2. DIRECTORY STRUCTURE
======================

The sources to the new version of the TDF linker are spread over several
directories.  These directories are described below:

    .

	The top level directory contains the "main.[ce]" files that contain
	the top level function for the linker.

    os-interface

	This directory contains the low level interface to the operating
	system and compiler.  All target dependent code should be in this
	directory.  Much of this code is shared with SID, so not all of the
	functions will be used.  Because this is intended to be shared code,
	it is documented in the header files.

    library

	This directory contains some generic library routines.  It is
	similar to the "os-interface" directory except that all code in this
	directory should be target independent.  Much of this code is shared
	with SID, so not all of the functions will be used.  Because this is
	intended to be shared code, it is documented in the header files.

    generated

	This directory is where the automatically generated files are put.
	Currently this is just the error messages.

    tdf

	This is where the majority of the files that do the actual work are.

    frontends

	This is where the files that implement the frontends to the linker
	are stored.

This document doesn't describe the behaviour of the content of the
"os-interface" and "library" directories, as it is documented in the header
files.  It also doesn't describe the behaviour of the content of the
"generated" directory, as this is described (where necessary) in the files
from which it is generated.

3. HASH TABLES
==============

This section describes the four types of hash table that are used by the
linker.  These data structures are fundamental to the linker, and most of
the linker's behaviour involves adding things to the hash tables or writing
out information stored in them.

The four types of hash table are the unit set table, the shape table, the
name table, and the mapping table.  Name tables only exist as part of
entries in a shape table, and mapping tables only exist as part of entries
in a unit set table.

When linking, there is one unit set table and one shape table into which the
information read from capsules is stored.  There is a second shape table
into which the information from the library index is stored.

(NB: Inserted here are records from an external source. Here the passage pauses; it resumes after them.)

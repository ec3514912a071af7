//! Helpers for running configuration tests inside a `figment::Jail`.
//!
//! A jail gives the closure a private working directory and restores the
//! environment afterwards. Results come back as `anyhow::Result` so tests can
//! keep using `?` and `ensure!`.

use anyhow::{Result, anyhow};
use camino::Utf8Path;

/// Run `f` inside a [`figment::Jail`] and return its output.
///
/// # Errors
///
/// Returns an error if the jail cannot be set up or the closure fails.
pub fn with_jail<F, T>(f: F) -> Result<T>
where
    F: FnOnce(&mut figment::Jail) -> figment::error::Result<T>,
{
    let mut output = None;
    figment::Jail::try_with(|jail| {
        output = Some(f(jail)?);
        Ok(())
    })
    .map_err(|err| anyhow!(err.to_string()))?;
    output.ok_or_else(|| anyhow!("jail closure did not return a value"))
}

/// Write a configuration file named `file_name` into a fresh jail, then run
/// `f` with the jail and the file's relative path.
///
/// # Errors
///
/// Returns an error if the file cannot be created or the closure fails.
pub fn with_config_file<F, T>(file_name: &str, contents: &str, f: F) -> Result<T>
where
    F: FnOnce(&mut figment::Jail, &Utf8Path) -> figment::error::Result<T>,
{
    with_jail(|jail| {
        jail.create_file(file_name, contents)?;
        f(jail, Utf8Path::new(file_name))
    })
}

/// Render any error as a [`figment::Error`] so datasource results can use
/// `?` inside a jail closure.
#[expect(
    clippy::needless_pass_by_value,
    reason = "used as a map_err adaptor, which passes errors by value"
)]
pub fn figment_error<E: ToString>(err: E) -> figment::Error {
    figment::Error::from(err.to_string())
}
//! Case-insensitive header maps attached to source definitions.

use std::collections::BTreeMap;

use uncased::{Uncased, UncasedStr};

/// Header name to values, compared case-insensitively.
///
/// # Examples
///
/// ```
/// use datasource::Headers;
///
/// let mut headers = Headers::new();
/// headers.append("Accept", "application/json");
/// assert_eq!(headers.get("accept"), Some(&["application/json".to_owned()][..]));
/// ```
#[derive(Debug, Clone, Default, PartialEq, Eq)]
pub struct Headers(BTreeMap<Uncased<'static>, Vec<String>>);

impl Headers {
    /// An empty header map.
    #[must_use]
    pub const fn new() -> Self {
        Self(BTreeMap::new())
    }

    /// Add `value` to the values recorded for `name`.
    pub fn append(&mut self, name: impl Into<String>, value: impl Into<String>) {
        self.0
            .entry(Uncased::new(name.into()))
            .or_default()
            .push(value.into());
    }

    /// Values recorded for `name`.
    #[must_use]
    pub fn get(&self, name: &str) -> Option<&[String]> {
        self.0.get(UncasedStr::new(name)).map(Vec::as_slice)
    }

    /// Iterate over header names and their values.
    pub fn iter(&self) -> impl Iterator<Item = (&str, &[String])> {
        self.0.iter().map(|(k, v)| (k.as_str(), v.as_slice()))
    }

    /// Number of distinct header names.
    #[must_use]
    pub fn len(&self) -> usize {
        self.0.len()
    }

    /// Whether no headers are recorded.
    #[must_use]
    pub fn is_empty(&self) -> bool {
        self.0.is_empty()
    }
}

impl<K, V> FromIterator<(K, V)> for Headers
where
    K: Into<String>,
    V: IntoIterator<Item = String>,
{
    fn from_iter<I: IntoIterator<Item = (K, V)>>(iter: I) -> Self {
        let mut headers = Self::new();
        for (key, values) in iter {
            let name: String = key.into();
            for value in values {
                headers.append(name.clone(), value);
            }
        }
        headers
    }
}
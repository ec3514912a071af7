//! `env:` backend reading a single environment variable.

use std::sync::{Arc, Weak};

use url::Url;

use crate::{Backend, Context, Data, DatasourceError, DatasourceResult, SourceRegistry};

use super::{Source, SourceSpec};

/// Builds [`EnvSource`]s for `env:` URLs.
#[derive(Debug, Clone, Copy, Default)]
pub struct EnvBackend;

impl Backend for EnvBackend {
    fn open(
        &self,
        spec: SourceSpec,
        _registry: &Weak<SourceRegistry>,
    ) -> DatasourceResult<Arc<dyn Source>> {
        Ok(Arc::new(EnvSource::from_url(spec.url)?))
    }
}

/// Reads the variable named by `env:NAME` or `env:///NAME`.
///
/// The media type follows the usual inference, so `env:CONFIG?type=application/yaml`
/// decodes the variable as YAML.
#[derive(Debug, Clone)]
pub struct EnvSource {
    url: Url,
    name: String,
}

impl EnvSource {
    /// Build a source for an `env:` URL.
    ///
    /// # Errors
    ///
    /// Returns [`DatasourceError::InvalidDefinition`] when the URL names no
    /// variable.
    pub fn from_url(url: Url) -> DatasourceResult<Self> {
        let name = url.path().trim_start_matches('/').to_owned();
        if name.is_empty() {
            return Err(Arc::new(DatasourceError::invalid_definition(
                url.as_str(),
                "env: URL must name a variable",
            )));
        }
        Ok(Self { url, name })
    }

    /// Variable name.
    #[must_use]
    pub fn name(&self) -> &str {
        &self.name
    }
}

impl Source for EnvSource {
    fn read(&self, ctx: &Context, args: &[String]) -> DatasourceResult<Data> {
        ctx.check()?;
        let value = std::env::var(&self.name).map_err(|_| {
            Arc::new(DatasourceError::EnvNotSet {
                name: self.name.clone(),
            })
        })?;
        Ok(Data::new(self.url.clone(), args.to_vec(), value.into_bytes()))
    }
}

When building libraries, one unit set table and one shape table are used for
reading capsules in the same way as for linking, but one shape table is used
for each library that is read (they are only used for checking the validity
of the index, and are discarded immediately after the library has been
read).

For showing the library content, and extracting capsules from a library,
only a single shape table is used to store the library index.

3.1 THE UNIT SET TABLE
----------------------

The first hash table type is the unit set hash table, defined in
"tdf/unit-table.[ch]".  Each entry in the table (defined in
"tdf/unit-entry.[ch]") has the following information:

    next

	This is a pointer to the next entry in the hash table.

    key

	This is the unit set name.

    order

	This is the order number of the unit set.  When reading unit set
	names from a capsule, each unit set must have a higher order number
	than the preceding unit sets.

    head
    tail

	These are the start and end pointers of the list of units in the
	unit set that this entry represents.

Each unit in the unit list contains the following information:

    next

	This is a pointer to the next unit in the list.

    map_table

	This is the unit mapping table.  It contains the unit scope
	identifier limits (counts) and the unit scope to capsule scope
	identifier mapping tables for each shape in the capsule that the
	unit came from.

    contents

	This is the unit's TDF content.

3.2 THE SHAPE TABLE
-------------------

The second main hash table type is the shape table defined in
"shape-table.[ch]".  Each entry in the table (defined in "shape-entry.[ch]")
has the following information:

    next

	This is a pointer to the next entry in the hash table.

    key

	This is the shape name.

    names

	This is a table that contains the external names for the shape.

    id_count

	This stores the next available capsule scope identifier for the
	shape.

    non_empty

	This is set to true during the capsule output routines if the shape
	is to be output (if it has either unit scope identifiers or capsule
	scope identifiers).

    num_lib_names

	This is used to cache the number of identifiers of the shape that
	are going to be written out to the library index.

    head
    tail

	These store a list of name entries as they are added to the name
	table "names".  As new names are added to the the name table, they
	are also added to this list.  When trying to resolve undefined
	external names, the names are removed from the front of this list,
	and definitions are looked up in the libraries.  When all such lists
	are empty, then all possible name resolution has been done.

3.3 NAME TABLES
---------------

The third hash table type is the name table defined in "name-table.[ch]".
Each entry in the table (defined in "name-entry.[ch]") has the following
information:

    next

	This is a pointer to the next entry in the hash table.

    key

	This is the name's name.

    type

	This is the type of the name.  There are five types: "NT_INDIRECT",
	"NT_INDIRECT_CYCLING", "NT_INDIRECT_DONE", "NT_DIRECT" and
	"NT_PLACEHOLDER".  The first three types are all indirect names
	(used by the renaming); the last type is also used by the renaming.
	The direct name type is the real name type.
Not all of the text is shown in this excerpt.